During the last decades, the discussion on the protection of traditional cultural expressions1 of traditional communities and indigenous groups has gained prominence internationally in academic circles and policy-making fora. Reasons for this are the new challenges and opportunities arising for intellectual property rights through digitization, increased connectivity and content-sharing in the information society, but also the extensive propertization of culture and the commercialization of intangible goods in our times, as well as the socioeconomic effects of globalization on non-dominant cultures of the world, that have seen their cultural heritage being threatened by the modern realities.
The protection of traditional cultural expressions has been a persistent and uncompromised demand of the developing world, chiefly of countries in the African continent, regarded as a matter related to manifold interests of national importance. The major anxieties of the so-called ‘demandeurs of protection’ are the appropriation and exploitation of their folkloric expressions by third parties, resulting to their cultural deterioration and economic damage. These anxieties are followed by concerns relating to the inadequacies of traditional copyright law in protecting expressions of folklore and the subsequent need to create an appropriate legal framework that will respond to the particularities of the subject matter. The latter is referred to as ‘sui generis protection’ in that it features provisions specifically tailored for expressions of folklore that eliminate the gaps of existing copyright law and provide efficient protection, indicatively by indefinite protection and exception from the requirements of originality and fixation.

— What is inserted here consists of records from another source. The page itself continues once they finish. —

/// One draw of one geometry with one material.
///
/// Scene objects hand out operation buffers per level of detail.
/// `BatchData` copies the operations it accepts, so the object keeps
/// ownership of its own buffer.

use std::sync::Arc;
use std::sync::atomic::{AtomicU64, Ordering};
use glam::Mat4;
use super::material::Material;

static NEXT_GEOMETRY_ID: AtomicU64 = AtomicU64::new(1);

/// Unique identity of a geometry descriptor, allocated at construction
#[derive(Debug, Clone, Copy, PartialEq, Eq, Hash, PartialOrd, Ord)]
pub struct GeometryId(u64);

/// Geometry descriptor shared by every operation drawing the same mesh part
#[derive(Debug)]
pub struct GeometryData {
    id: GeometryId,
    vertex_count: u32,
    primitive_count: u32,
    discard: bool,
}

impl GeometryData {
    pub fn new(vertex_count: u32, primitive_count: u32) -> Self {
        Self {
            id: GeometryId(NEXT_GEOMETRY_ID.fetch_add(1, Ordering::Relaxed)),
            vertex_count,
            primitive_count,
            discard: false,
        }
    }

    /// Mark this geometry as discarded.
    ///
    /// When `BatchData::render_batch` meets a discarded geometry it stops
    /// drawing the remaining geometries of that material for the pass.
    pub fn discarded(mut self) -> Self {
        self.discard = true;
        self
    }

    pub fn id(&self) -> GeometryId {
        self.id
    }

    pub fn vertex_count(&self) -> u32 {
        self.vertex_count
    }

    pub fn primitive_count(&self) -> u32 {
        self.primitive_count
    }

    pub fn discard(&self) -> bool {
        self.discard
    }
}

/// One draw call description
#[derive(Debug, Clone)]
pub struct RenderOperation {
    pub material: Option<Arc<Material>>,
    pub geometry: Option<Arc<GeometryData>>,
    /// Transform relative to the owning object (or world, if final)
    pub root_transform: Mat4,
    /// When set, `root_transform` is already in world space and is not
    /// multiplied by the object's world transform at batching time.
    pub root_transform_is_final: bool,
}

impl RenderOperation {
    pub fn new(material: Arc<Material>, geometry: Arc<GeometryData>) -> Self {
        Self {
            material: Some(material),
            geometry: Some(geometry),
            root_transform: Mat4::IDENTITY,
            root_transform_is_final: false,
        }
    }

    pub fn with_transform(mut self, transform: Mat4) -> Self {
        self.root_transform = transform;
        self
    }

    pub fn with_final_transform(mut self, transform: Mat4) -> Self {
        self.root_transform = transform;
        self.root_transform_is_final = true;
        self
    }
}
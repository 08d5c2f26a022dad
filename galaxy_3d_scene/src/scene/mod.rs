//! Scene management module
//!
//! Provides the scene object contract, the octree spatial index and the
//! octree scene manager with its far-object and dynamic-object lists.

mod scene_object;
mod scene_node;
mod octree_scene_node;
mod scene_manager;
mod octree_scene_manager;

#[cfg(test)]
pub(crate) mod test_object;

pub use scene_object::{SceneObject, SceneObjectKey};
pub use scene_node::{NodeId, SceneNode};
pub use octree_scene_node::{OctreeBox, OctreeSceneNode, OFFSET_VECTOR_TABLE};
pub use scene_manager::{ObjectFilter, SceneManager};
pub use octree_scene_manager::{OctreeSceneManager, OctreeSceneManagerConfig};
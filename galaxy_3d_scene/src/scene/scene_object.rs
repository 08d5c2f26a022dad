/// Scene object contract.
///
/// A SceneObject is anything the scene manager can place, cull, pick and
/// batch. Concrete entity kinds (static meshes, animated characters,
/// particle emitters...) implement the trait; the manager dispatches
/// through `Box<dyn SceneObject>`.
///
/// The manager owns objects and keys them by `SceneObjectKey`. The node
/// currently holding an object is recorded next to it in the manager's
/// store, never inside the object itself.

use glam::Mat4;
use slotmap::new_key_type;
use crate::batch::BatchData;
use crate::camera::Camera;
use crate::math::{BoundingSphere, Ray};
use crate::renderer::RenderOperation;
use super::scene_node::NodeId;

// ===== SLOT MAP KEY =====

new_key_type! {
    /// Stable key for a SceneObject within a scene manager.
    ///
    /// Keys remain valid even after other objects are removed.
    /// A key becomes invalid only when its own object is removed.
    pub struct SceneObjectKey;
}

// ===== SCENE OBJECT TRAIT =====

/// Capability set required from every renderable entity.
pub trait SceneObject: Send {
    /// World-space bounding sphere
    fn bounding_sphere(&self) -> BoundingSphere;

    /// Dynamic objects move every frame and are scanned linearly instead
    /// of being culled through the octree. Fixed per concrete type.
    fn is_dynamic(&self) -> bool {
        false
    }

    /// Whether `prepare_visible_objects` must run before the object itself
    /// is batched (attached sub-entities, LOD children...).
    fn has_sub_objects(&self) -> bool {
        false
    }

    /// Add the sub-objects of this object to `batch`.
    ///
    /// Called by the manager when the object is visible and
    /// `has_sub_objects()` is true.
    fn prepare_visible_objects(&self, _camera: &Camera, _batch: &mut BatchData) {}

    /// Render operations for a level of detail (0 = closest, 4 = farthest).
    fn render_operation(&self, level: usize) -> &[RenderOperation];

    /// World transform applied to non-final operation transforms
    fn world_transform(&self) -> Mat4 {
        Mat4::IDENTITY
    }

    /// Per-frame update, called by `SceneManager::update`.
    fn update(&mut self, _delta_time: f32) {}

    /// Set by the object when it moved and needs octree relocation
    fn requires_node_update(&self) -> bool {
        false
    }

    fn set_requires_node_update(&mut self, _value: bool) {}

    /// Notification hook: the object was added to a scene manager.
    fn on_added_to_scene(&mut self, _key: SceneObjectKey) {}

    /// Notification hook: the object was removed from its scene manager.
    fn on_removed_from_scene(&mut self) {}

    /// Fine-grained picking test, run after the bounding sphere test passed.
    fn intersects_selection_ray(&self, ray: &Ray) -> bool {
        ray.intersects_sphere(&self.bounding_sphere()).is_some()
    }

    /// Notification hook: the holder node changed (`None` = detached).
    fn notify_parent_node(&mut self, _node: Option<NodeId>) {}
}

// ===== STORE ENTRY =====

/// An owned object plus its holder node.
pub(crate) struct ObjectEntry {
    pub(crate) object: Box<dyn SceneObject>,
    /// Node currently holding the object (`None` when not in the octree)
    pub(crate) node: Option<NodeId>,
    /// Whether the object sits in the far-objects list
    pub(crate) far: bool,
}

impl ObjectEntry {
    pub(crate) fn new(object: Box<dyn SceneObject>) -> Self {
        Self {
            object,
            node: None,
            far: false,
        }
    }
}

The first international initiatives for the protection of folklore took place in the ’70s by the Word Intellectual Property Organization and UNESCO, still particularly active in the efforts to resolve the matter. Among these the most notable are the Tunis Model Law on Copyright for Developing Countries of 1976, the Model Provisions for National Laws on the Protection of Folklore against Illicit Exploitation and Other Prejudicial Actions of 1982, and the UNESCO Recommendations on the Safeguarding of Traditional Culture and Folklore of 1989. Although the aforementioned texts are not binding, they have had an important impact both in providing guidance to the countries desiring to implement relevant legislation at the national level, and in documenting in a systematic manner the key-concepts of protection to be further studied and discussed at the international level.
Although there is a wide acknowledgment of the need to protect folklore for its intrinsic value for both the specific communities that are linked to it, as an important means of expressing their identity, and for humanity as a whole, no successful attempt has been made up to now to address the issue of protection in a comprehensive manner at the international level. This is partly owing to the fact that the legal aspects of protection are fragmented in intellectual property, cultural, economic, and human rights regimes, but it is mainly due to the existing major conceptual differences between local traditions and established global law, as expressing the values of the industrialized modern societies. The protection of folklore raises serious policy issues, as it concerns a subject matter traditionally belonging to the public domain, and collides with fundamental intellectual property concepts that are targeted to balance the interests of the authors in exploiting their work with the needs of society for access to knowledge and promotion of creativity.